Young age has been reported as a negative prognostic factor for pituitary adenomas (PAs). They are very uncommon in children and adolescents; therefore, surgical outcomes are poorly described.
To report results of microsurgical transsphenoidal approach (MTSA) in pediatric PAs.
The study retrospectively analyzed 3040 PAs treated in our institute, according to the adenoma subtype and then divided into pediatric (≤18 yr) and adult groups (>18 yr). The average follow-up after surgery was 58 mo (n = 2906).

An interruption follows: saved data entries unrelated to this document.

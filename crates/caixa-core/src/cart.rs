//! # Cart Engine
//!
//! The in-progress sale: an ordered list of lines, newest first.
//!
//! ## Cart Operations Flow
//! ```text
//! ┌─────────────────────────────────────────────────────────────────────────┐
//! │                    Cart Operations                                      │
//! │                                                                         │
//! │  Operator Action          Cart Call               Effect                │
//! │  ───────────────          ─────────               ──────                │
//! │                                                                         │
//! │  Tap "Pão de Sal" ───────► add_item() ──────────► merge or insert at 0 │
//! │                                                                         │
//! │  Tap "Outros" ───────────► add_ad_hoc_item() ───► always insert at 0   │
//! │                                                                         │
//! │  Edit quantity ──────────► set_quantity() ──────► qty ≤ 0 removes      │
//! │                                                                         │
//! │  Edit ad-hoc line ───────► rename/reprice ──────► ad-hoc lines only    │
//! │                                                                         │
//! │  Tap trash ──────────────► remove_item() ───────► fails on bad index   │
//! │                                                                         │
//! │  total() is derived on every call, never cached.                        │
//! └─────────────────────────────────────────────────────────────────────────┘
//! ```
//!
//! ## Invariants
//! - `line_total == unit_price × quantity` for every line
//! - Standard lines are unique by name; ad-hoc lines never merge
//! - Ad-hoc lines have quantity 1
//! - At most 100 lines, at most 999 per line

use chrono::{DateTime, Utc};
use serde::{Deserialize, Serialize};
use ts_rs::TS;

use crate::error::{CartError, CoreResult, ValidationError};
use crate::money::Money;
use crate::validation::{validate_cart_size, validate_item_name, validate_price, validate_quantity};
use crate::{AD_HOC_ITEM_NAME, MAX_CART_ITEMS, MAX_ITEM_QUANTITY};

// =============================================================================
// Cart Item
// =============================================================================

/// A line in the cart.
#[derive(Debug, Clone, PartialEq, Eq, Serialize, Deserialize, TS)]
#[ts(export)]
pub struct CartItem {
    pub name: String,
    pub unit_price: Money,
    pub quantity: i64,
    pub line_total: Money,
    /// True for "Outros" lines: free name and price, quantity fixed at 1.
    pub is_ad_hoc: bool,
    #[ts(as = "String")]
    pub added_at: DateTime<Utc>,
}

impl CartItem {
    fn new(name: String, unit_price: Money, is_ad_hoc: bool) -> Self {
        CartItem {
            name,
            unit_price,
            quantity: 1,
            line_total: unit_price,
            is_ad_hoc,
            added_at: Utc::now(),
        }
    }

    fn set_quantity(&mut self, quantity: i64) -> CoreResult<()> {
        self.line_total = line_total(self.unit_price, quantity)?;
        self.quantity = quantity;
        Ok(())
    }

    fn set_unit_price(&mut self, price: Money) -> CoreResult<()> {
        self.line_total = line_total(price, self.quantity)?;
        self.unit_price = price;
        Ok(())
    }
}

fn line_total(price: Money, quantity: i64) -> CoreResult<Money> {
    price
        .checked_multiply_quantity(quantity)
        .ok_or_else(|| {
            ValidationError::OutOfRange {
                field: "line total".to_string(),
                min: 0,
                max: i64::MAX,
            }
            .into()
        })
}

// =============================================================================
// Cart
// =============================================================================

/// The cart for the sale currently being rung up.
#[derive(Debug, Clone, Default, PartialEq, Eq, Serialize, Deserialize, TS)]
#[ts(export)]
pub struct Cart {
    items: Vec<CartItem>,
}

impl Cart {
    pub fn new() -> Self {
        Cart::default()
    }

    /// Adds one unit of a product.
    ///
    /// ## Behavior
    /// - Name equal to "Outros": a new ad-hoc line at the front, every time
    /// - Standard line with the same name exists: its quantity goes up by one
    ///   and it stays where it is
    /// - Otherwise: a new line at the front
    ///
    /// Returns the index of the line that was created or updated.
    pub fn add_item(&mut self, name: &str, price: Money) -> CoreResult<usize> {
        let name = validate_item_name(name)?;
        validate_price(price)?;

        if name == AD_HOC_ITEM_NAME {
            return self.insert_front(CartItem::new(name, price, true));
        }

        if let Some(index) = self
            .items
            .iter()
            .position(|item| !item.is_ad_hoc && item.name == name)
        {
            let item = &mut self.items[index];
            let new_qty = item.quantity + 1;
            if new_qty > MAX_ITEM_QUANTITY {
                return Err(CartError::QuantityTooLarge {
                    requested: new_qty,
                    max: MAX_ITEM_QUANTITY,
                }
                .into());
            }
            item.set_quantity(new_qty)?;
            return Ok(index);
        }

        self.insert_front(CartItem::new(name, price, false))
    }

    /// Adds an "Outros" line with the given price.
    pub fn add_ad_hoc_item(&mut self, price: Money) -> CoreResult<usize> {
        self.add_item(AD_HOC_ITEM_NAME, price)
    }

    fn insert_front(&mut self, item: CartItem) -> CoreResult<usize> {
        if validate_cart_size(self.items.len()).is_err() {
            return Err(CartError::CartTooLarge {
                max: MAX_CART_ITEMS,
            }
            .into());
        }
        self.items.insert(0, item);
        Ok(0)
    }

    /// Removes the line at `index`.
    pub fn remove_item(&mut self, index: usize) -> CoreResult<CartItem> {
        self.check_index(index)?;
        Ok(self.items.remove(index))
    }

    /// Sets the quantity of the line at `index`.
    ///
    /// `qty <= 0` removes the line, exactly like [`Cart::remove_item`].
    pub fn set_quantity(&mut self, index: usize, qty: i64) -> CoreResult<()> {
        self.check_index(index)?;

        if qty <= 0 {
            self.items.remove(index);
            return Ok(());
        }

        if self.items[index].is_ad_hoc && qty != 1 {
            return Err(CartError::AdHocQuantityFixed.into());
        }

        validate_quantity(qty)?;
        self.items[index].set_quantity(qty)
    }

    /// Renames an ad-hoc line. Standard lines are rejected untouched.
    pub fn rename_ad_hoc_item(&mut self, index: usize, name: &str) -> CoreResult<()> {
        self.check_ad_hoc(index)?;
        let name = validate_item_name(name)?;
        self.items[index].name = name;
        Ok(())
    }

    /// Changes the price of an ad-hoc line. Standard lines are rejected untouched.
    pub fn reprice_ad_hoc_item(&mut self, index: usize, price: Money) -> CoreResult<()> {
        self.check_ad_hoc(index)?;
        validate_price(price)?;
        self.items[index].set_unit_price(price)
    }

    fn check_index(&self, index: usize) -> Result<(), CartError> {
        if index >= self.items.len() {
            return Err(CartError::IndexOutOfRange {
                index,
                len: self.items.len(),
            });
        }
        Ok(())
    }

    fn check_ad_hoc(&self, index: usize) -> Result<(), CartError> {
        self.check_index(index)?;
        if !self.items[index].is_ad_hoc {
            return Err(CartError::NotAdHoc { index });
        }
        Ok(())
    }

    pub fn clear(&mut self) {
        self.items.clear();
    }

    pub fn items(&self) -> &[CartItem] {
        &self.items
    }

    pub fn get(&self, index: usize) -> Option<&CartItem> {
        self.items.get(index)
    }

    pub fn len(&self) -> usize {
        self.items.len()
    }

    pub fn is_empty(&self) -> bool {
        self.items.is_empty()
    }

    /// Total quantity across all lines.
    pub fn total_quantity(&self) -> i64 {
        self.items.iter().map(|i| i.quantity).sum()
    }

    /// Sum of line totals. Saturates instead of wrapping.
    pub fn total(&self) -> Money {
        self.items.iter().map(|i| i.line_total).sum()
    }
}

/// Cart totals summary for responses.
#[derive(Debug, Clone, Serialize, Deserialize, TS)]
#[ts(export)]
pub struct CartTotals {
    pub line_count: usize,
    pub total_quantity: i64,
    pub total: Money,
}

impl From<&Cart> for CartTotals {
    fn from(cart: &Cart) -> Self {
        CartTotals {
            line_count: cart.len(),
            total_quantity: cart.total_quantity(),
            total: cart.total(),
        }
    }
}

// =============================================================================
// Unit Tests
// =============================================================================
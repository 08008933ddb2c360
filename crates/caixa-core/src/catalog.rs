//! # Product Catalog
//!
//! The bakery sells a handful of fixed-price products plus ad-hoc "Outros"
//! lines. The catalog is plain data; the register adapter may replace it from
//! configuration.

use serde::{Deserialize, Serialize};
use ts_rs::TS;

use crate::error::ValidationError;
use crate::money::Money;
use crate::validation::{validate_item_name, validate_price};
use crate::AD_HOC_ITEM_NAME;

/// A product button on the register screen.
#[derive(Debug, Clone, PartialEq, Eq, Serialize, Deserialize, TS)]
#[ts(export)]
pub struct CatalogProduct {
    pub name: String,
    pub price: Money,
}

impl CatalogProduct {
    pub fn new(name: impl Into<String>, price: Money) -> Self {
        CatalogProduct {
            name: name.into(),
            price,
        }
    }
}

/// The products the bakery sells every day.
pub fn default_catalog() -> Vec<CatalogProduct> {
    vec![
        CatalogProduct::new("Pão de Sal", Money::from_cents(70)),
        CatalogProduct::new("Pão Doce Comum", Money::from_cents(70)),
        CatalogProduct::new("Pão Doce Especial", Money::from_cents(80)),
    ]
}

/// Checks a configured catalog.
///
/// Names must be valid, unique, and must not collide with the ad-hoc marker
/// (a catalog "Outros" would silently turn into an ad-hoc line).
pub fn validate_catalog(products: &[CatalogProduct]) -> Result<(), ValidationError> {
    let mut seen = std::collections::HashSet::new();

    for product in products {
        let name = validate_item_name(&product.name)?;
        validate_price(product.price)?;

        if name == AD_HOC_ITEM_NAME {
            return Err(ValidationError::InvalidFormat {
                field: "catalog".to_string(),
                reason: format!("'{}' is reserved for ad-hoc items", AD_HOC_ITEM_NAME),
            });
        }
        if !seen.insert(name.clone()) {
            return Err(ValidationError::InvalidFormat {
                field: "catalog".to_string(),
                reason: format!("duplicate product '{}'", name),
            });
        }
    }

    Ok(())
}

/// Finds a product by case-insensitive name or by 1-based position.
pub fn find_product<'a>(products: &'a [CatalogProduct], query: &str) -> Option<&'a CatalogProduct> {
    let query = query.trim();
    if let Ok(position) = query.parse::<usize>() {
        return position.checked_sub(1).and_then(|i| products.get(i));
    }
    products
        .iter()
        .find(|p| p.name.to_lowercase() == query.to_lowercase())
}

In the pediatric group, the majority of adenomas were hormone-secreting (89.5%) with a female sex prevalence (78%) in prolactinomas and nonfunctioning pituitary adenomas (NFPAs); the maximum diameter of growth hormone (GH)-secreting adenomas was greater (28.1 ± 4.1 mm) than in adults (18 ± 0.3 mm, P = .002). Surgical remission rate at 6 mo was similar in both groups for all adenoma subtypes: 72.1% and 76% in pediatric and adult Cushing's disease, 69.3% and 59.3% in prolactinomas, 55.6% and 61% in gigantism or acromegaly, 55.6% and 61.5% in NFPAs. Recurrences after remission occurred more frequently in pediatric GH-secreting adenomas compared to adults (40.0% vs 5.3%, P = .028) despite similar follow-up (38 ± 17 and 48.1 ± 2.2 mo, P = .7). Mortality was zero in the pediatric and 0.2% in the adult group (P = .7); major morbidity was 2.4% and 2.2%, respectively (P = .8).
MTSA was safe and effective in children and adolescents as in adults, with the only exception of higher recurrence rate in pediatric GH-secreting adenomas. No complications related to young age appeared.